Европейское турне
Часть 26 из 77 Информация о книге
Для доступа к библиотеке пройдите авторизацию
– К Отаве[205] поворачиваем! – Громко приказал он, еле заметно улыбаясь. Может, по ходу что-то и придёт в голову.
– Командир что-то придумал, – загудели потихонечку солдаты, приободряясь. Фокадан тем временем развернул карту, не слезая с седла и снова изучая район. Ройсс загонял их к реке, вполне надёжной преграде в зимнее время. Лёд там становится разве что у берега, да и тот символический. Сама речка неширокая, летом переплыть такую легко, а вот зимой…
Полковник замер, пришедшая в голову мысль казалась совершенно сумасшедшей, но деваться-то некуда!
– Каллена ко мне, – бросил он в пустоту. Отдав лейтенанту приказ, замурлыкал песенку. Не то чтобы повод по-настоящему достойный, но когда видишь шанс вытащить из безвыходного положения если не весь батальон, то как минимум большую его часть, то настроение взлетает.
Пруссаки, находящиеся буквально в паре вёрст позади, несколько сбавили темп, поджидая тылы и разворачиваясь в боевые порядки. Начали маневры и кельты, выстроив повозки импровизированной баррикадой, и всячески показывая готовность обороняться.
Лошади ожидаемо не пошли в ледяную воду, как ни упрашивали их возницы. А вот люди оказались более стойкими. Полтора десятка опытных пловцов, раздевшись донага, бросились вплавь, держа перед собой наскоро сколоченный плотик, на котором лежал груз.
Фокадан с волнением следил за парнями, преодолевшими Отаву вплавь. Пусть ширина реки здесь не больше полусотни метров, но температура воды не внушает оптимизма. Опасения оправдались, до другого берега доплыли двенадцать человек из пятнадцати.
Сердце… его ирландцы не тренированные моржи. Да и не каждый морж выдержит такой заплыв, будучи вымотанным трёхнедельным переходом. Тем паче, при заплыве нужно ещё и ломать своим телом тонкий ледок, из-за чего неширокую в общем-то речку переплывали минуты три.
Доплыв, кельты наскоро оделись и в бешеном темпе принялись за работу. Очистив от коры с десяток стволов больших деревьев, смазали их маслом и перекинули верёвки, мотки которых тащили с собой на плотиках.
Привязав к концам тяжёлые сучья, бойцы подбежали к берегу и начали раскручивать их над головой. Через Отаву перелетели только четыре, остальные упали неподалёку от берега. За ними тут же кинулись добровольцы – благо, не хватило всего нескольких метров, а ледок уже сломан.
Через минуту последовал второй заброс. Теперь середина мотка опоясывала промазанный маслом ствол, а оба конца находились на берегу, в расположении батальона.
– Добровольцы, – негромко сказал Фокадан. Солдаты замялись, поняв наконец, что им предстоит.
– Давай я, командир, – шагнул вперёд ординарец. Раздевшись, Роберт Конноли плотно упаковал патроны в средину получившегося тючка. Затем, под нервные смешки приятелей, привязал верёвку к солдатскому ремню – единственной детали одежды, оставшейся на нём, и зашёл в воду по колено.
– Давай! – Скомандовал он дрогнувшим голосом. Стеганули лошадь, пошедшую тяжёлой рысцой, и Роба дёрнуло в реку. На противоположном берегу он оказался менее, чем через десяток секунд. На попаданца отчётливо пахнуло будущим, и появилась твёрдая уверенность, что летом его кельты непременно будут играться подобным образом, напоминая себе и окружающим о героическом прошлом.
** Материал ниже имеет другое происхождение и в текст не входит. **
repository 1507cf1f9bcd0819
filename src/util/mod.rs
//! Shared utilities

pub mod time;
//! Configuration module
//!
//! Handles CLI argument parsing, TOML suite files, and validation.

pub mod cli;
pub mod toml;

use crate::error::HeatError;
use crate::grid::{Grid, HotRegion};
use crate::Result;
use serde::{Deserialize, Serialize};
use std::fmt;
use std::path::PathBuf;
use std::time::Duration;

/// Parameters for a single solver run
#[derive(Debug, Clone, PartialEq)]
pub struct RunConfig {
    /// Grid rows
    pub nx: usize,
    /// Grid columns
    pub ny: usize,
    /// Fixed iteration count (no convergence criterion)
    pub iterations: usize,
    /// Optional hot region seeded before iteration 0
    pub hot: Option<HotRegion>,
}

impl RunConfig {
    /// Build the initial grid: zero-filled, then hot-region seeded
    pub fn build_grid(&self) -> Grid {
        let mut grid = Grid::new(self.nx, self.ny);
        if let Some(hot) = &self.hot {
            hot.apply(&mut grid);
        }
        grid
    }
}

impl fmt::Display for RunConfig {
    fn fmt(&self, f: &mut fmt::Formatter<'_>) -> fmt::Result {
        write!(
            f,
            "{}x{} grid, {} iterations{}",
            self.nx,
            self.ny,
            self.iterations,
            if self.hot.is_some() {
                ", hot region seeded"
            } else {
                ""
            }
        )
    }
}

/// Distributed master configuration
#[derive(Debug, Clone, PartialEq)]
pub struct CoordinatorConfig {
    pub run: RunConfig,
    /// Exact number of worker connections to accept
    pub workers: usize,
    /// Bind address
    pub host: String,
    /// Bind port (0 picks an ephemeral port)
    pub port: u16,
}

impl CoordinatorConfig {
    /// Reject configurations the distributed path cannot run
    ///
    /// The local solvers tolerate degenerate grids (they return them
    /// unchanged), but a coordinator with no interior rows would accept
    /// workers it cannot feed, so it refuses up front.
    pub fn validate(&self) -> Result<()> {
        if self.workers == 0 {
            return Err(
                HeatError::InvalidConfig("worker count must be positive".into()).into(),
            );
        }
        if self.run.nx < 3 || self.run.ny < 3 {
            return Err(HeatError::InvalidConfig(format!(
                "distributed runs need at least a 3x3 grid, got {}x{}",
                self.run.nx, self.run.ny
            ))
            .into());
        }
        Ok(())
    }
}

impl fmt::Display for CoordinatorConfig {
    fn fmt(&self, f: &mut fmt::Formatter<'_>) -> fmt::Result {
        write!(
            f,
            "{} across {} workers on {}:{}",
            self.run, self.workers, self.host, self.port
        )
    }
}

/// Bounded retry for the worker's initial connect
///
/// Fixed attempt count with a fixed delay between attempts. The default
/// matches the reference deployment (20 attempts x 200 ms, about 4 seconds
/// of patience); tests drop it to one attempt so refusal is immediate.
#[derive(Debug, Clone, Copy, PartialEq, Eq)]
pub struct RetryPolicy {
    pub attempts: usize,
    pub delay: Duration,
}

impl Default for RetryPolicy {
    fn default() -> Self {
        Self {
            attempts: 20,
            delay: Duration::from_millis(200),
        }
    }
}

/// Worker process configuration
#[derive(Debug, Clone, PartialEq)]
pub struct WorkerConfig {
    /// Coordinator address to dial
    pub host: String,
    pub port: u16,
    pub retry: RetryPolicy,
}

impl fmt::Display for WorkerConfig {
    fn fmt(&self, f: &mut fmt::Formatter<'_>) -> fmt::Result {
        write!(f, "coordinator at {}:{}", self.host, self.port)
    }
}

/// Benchmark suite configuration
///
/// Loadable from a TOML file; every field has a default so a partial file
/// (or none at all) still describes a full matrix.
#[derive(Debug, Clone, PartialEq, Serialize, Deserialize)]
pub struct SuiteConfig {
    /// Grid sizes as [nx, ny] pairs
    #[serde(default = "default_sizes")]
    pub sizes: Vec<[usize; 2]>,

    /// Iterations per cell
    #[serde(default = "default_suite_iterations")]
    pub iterations: usize,

    /// Thread counts to test for the parallel strategy
    #[serde(default = "default_thread_counts")]
    pub threads: Vec<usize>,

    /// Worker counts to test for the distributed strategy
    #[serde(default = "default_worker_counts")]
    pub workers: Vec<usize>,

    /// Skip the distributed cells entirely
    #[serde(default)]
    pub skip_distributed: bool,

    /// CSV output path
    #[serde(default = "default_output")]
    pub output: PathBuf,

    /// Optional JSON report path
    #[serde(default)]
    pub json_report: Option<PathBuf>,

    /// Seed the centered hot region in every cell
    #[serde(default)]
    pub hot: bool,

    #[serde(default = "default_hot_value")]
    pub hot_value: f64,

    #[serde(default = "default_hot_fraction")]
    pub hot_fraction: f64,
}

fn default_sizes() -> Vec<[usize; 2]> {
    vec![[50, 50], [100, 100], [200, 200]]
}

fn default_suite_iterations() -> usize {
    100
}

fn default_thread_counts() -> Vec<usize> {
    vec![1, 2, 4]
}

fn default_worker_counts() -> Vec<usize> {
    vec![1, 2]
}

fn default_output() -> PathBuf {
    PathBuf::from("results.csv")
}

fn default_hot_value() -> f64 {
    100.0
}

fn default_hot_fraction() -> f64 {
    0.1
}

impl Default for SuiteConfig {
    fn default() -> Self {
        Self {
            sizes: default_sizes(),
            iterations: default_suite_iterations(),
            threads: default_thread_counts(),
            workers: default_worker_counts(),
            skip_distributed: false,
            output: default_output(),
            json_report: None,
            hot: false,
            hot_value: default_hot_value(),
            hot_fraction: default_hot_fraction(),
        }
    }
}

impl SuiteConfig {
    pub fn validate(&self) -> Result<()> {
        if self.sizes.is_empty() {
            return Err(HeatError::InvalidConfig("no grid sizes to benchmark".into()).into());
        }
        if self.threads.is_empty() {
            return Err(HeatError::InvalidConfig("no thread counts to benchmark".into()).into());
        }
        if !self.skip_distributed && self.workers.is_empty() {
            return Err(HeatError::InvalidConfig(
                "no worker counts to benchmark (use skip_distributed to drop them)".into(),
            )
            .into());
        }
        if !self.skip_distributed {
            for &[nx, ny] in &self.sizes {
                if nx < 3 || ny < 3 {
                    return Err(HeatError::InvalidConfig(format!(
                        "size {}x{} is too small for the distributed strategy",
                        nx, ny
                    ))
                    .into());
                }
            }
        }
        Ok(())
    }

    /// The hot region for one cell, or None when seeding is off
    pub fn hot_region_for(&self, nx: usize, ny: usize) -> Option<HotRegion> {
        self.hot
            .then(|| HotRegion::centered(nx, ny, self.hot_fraction, self.hot_value))
    }
}

impl fmt::Display for SuiteConfig {
    fn fmt(&self, f: &mut fmt::Formatter<'_>) -> fmt::Result {
        let sizes: Vec<String> = self
            .sizes
            .iter()
            .map(|[nx, ny]| format!("{}x{}", nx, ny))
            .collect();
        write!(
            f,
            "sizes [{}], {} iterations, threads {:?}, workers {:?}{}",
            sizes.join(", "),
            self.iterations,
            self.threads,
            self.workers,
            if self.skip_distributed {
                " (distributed skipped)"
            } else {
                ""
            }
        )
    }
}

/// Parse a comma-separated size list like `50x50,100x100`
pub fn parse_size_list(text: &str) -> Result<Vec<[usize; 2]>> {
    let mut sizes = Vec::new();
    for item in text.split(',') {
        let item = item.trim();
        if item.is_empty() {
            continue;
        }
        let (nx, ny) = item.split_once('x').ok_or_else(|| {
            HeatError::InvalidConfig(format!("size '{}' is not of the form NxM", item))
        })?;
        let nx = nx.trim().parse::<usize>().map_err(|_| {
            HeatError::InvalidConfig(format!("size '{}' has a non-numeric row count", item))
        })?;
        let ny = ny.trim().parse::<usize>().map_err(|_| {
            HeatError::InvalidConfig(format!("size '{}' has a non-numeric column count", item))
        })?;
        sizes.push([nx, ny]);
    }
    if sizes.is_empty() {
        return Err(HeatError::InvalidConfig(format!("no sizes in '{}'", text)).into());
    }
    Ok(sizes)
}

/// Parse a comma-separated count list like `1,2,4`
pub fn parse_count_list(text: &str) -> Result<Vec<usize>> {
    let mut counts = Vec::new();
    for item in text.split(',') {
        let item = item.trim();
        if item.is_empty() {
            continue;
        }
        let n = item.parse::<usize>().map_err(|_| {
            HeatError::InvalidConfig(format!("'{}' is not a valid count", item))
        })?;
        counts.push(n);
    }
    if counts.is_empty() {
        return Err(HeatError::InvalidConfig(format!("no counts in '{}'", text)).into());
    }
    Ok(counts)
}
//! TOML suite file parsing

use crate::config::SuiteConfig;
use crate::Result;
use anyhow::Context;
use std::fs;
use std::path::Path;

/// Parse a TOML suite file
pub fn parse_suite_file(path: &Path) -> Result<SuiteConfig> {
    let contents = fs::read_to_string(path)
        .with_context(|| format!("Failed to read suite file: {}", path.display()))?;

    parse_suite_string(&contents)
        .with_context(|| format!("Failed to parse suite file: {}", path.display()))
}

/// Parse a TOML suite configuration from a string
pub fn parse_suite_string(contents: &str) -> Result<SuiteConfig> {
    let suite: SuiteConfig =
        ::toml::from_str(contents).context("Failed to parse TOML suite configuration")?;

    Ok(suite)
}
//! Contiguous row-range splitting
//!
//! Both the distributed coordinator and the threaded solver divide the
//! grid's interior rows with this one function, so a worker process and a
//! local thread always own the same rows for the same inputs.

/// Split the inclusive range `[start, end]` into `parts` contiguous pieces
///
/// The first `length % parts` pieces get one extra row, so sizes differ by
/// at most one. Pieces are returned in order, gap-free, covering the range
/// exactly. An empty range or a zero part count yields an empty vector, and
/// zero-size pieces are omitted: asking for more parts than rows returns
/// one single-row piece per row, fewer pieces than requested.
pub fn split_rows(start: usize, end: usize, parts: usize) -> Vec<(usize, usize)> {
    if end < start || parts == 0 {
        return Vec::new();
    }
    let length = end - start + 1;
    let base = length / parts;
    let remainder = length % parts;

    let mut ranges = Vec::with_capacity(parts.min(length));
    let mut next = start;
    for i in 0..parts {
        let size = if i < remainder { base + 1 } else { base };
        if size == 0 {
            continue;
        }
        ranges.push((next, next + size - 1));
        next += size;
    }
    ranges
}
Солдаты загомонили, обсуждая поступок товарища, и тут же начали следовать его примеру. Один за другим они переправлялись на тот берег, не успевая толком замёрзнуть. Оставшиеся на берегу товарищи тем временем имитировали строительство укреплений, старательно мелькая с разнообразным барахлом на виду пруссаков.
Менее чем за двадцать минут, на противоположном берегу оказалась большая часть батальона. Пруссаки тем временем разворачивались по всем правилам, выкатывая немногочисленную полевую артиллерию и спешно оборудуя подобия щитов из фашин[206] – хоть какая-то защита от пуль прославленных стрелков Кельтики.
– Умный, – весело пробурчал Фокадан, глядя на приготовления в подзорную трубу, – да дурак.
Бойцы, коих осталось на берегу менее двух десятков, видя промедление врага, вовсе уж раздухарились. На тот берег переправлялось запасное оружие, инструмент.
– Хватит, парни, – со смешком остановил бойцов Фокадан, – этак вы и за пруссаков скоро возьмётесь. Вперёд!
Через пару минут полковник и сам разделся, но напоследок решил пошалить. Вырвав из блокнота (который сам же изобрёл[207]) листок, написал крупными буквами: Спасибо за интересную игру, полковник Ройсс. Было весело.
Фактически перелетев через Отаву, быстро вытерся сухим тряпьём и весело скомандовал:
– Ну что, парни? Повоюем ещё?!
Дружный рёв восторга стал ему ответом, и Фокадан с некоторой дрожью в душе понял, что с этого момента он не просто командир батальона, а вождь. Снова.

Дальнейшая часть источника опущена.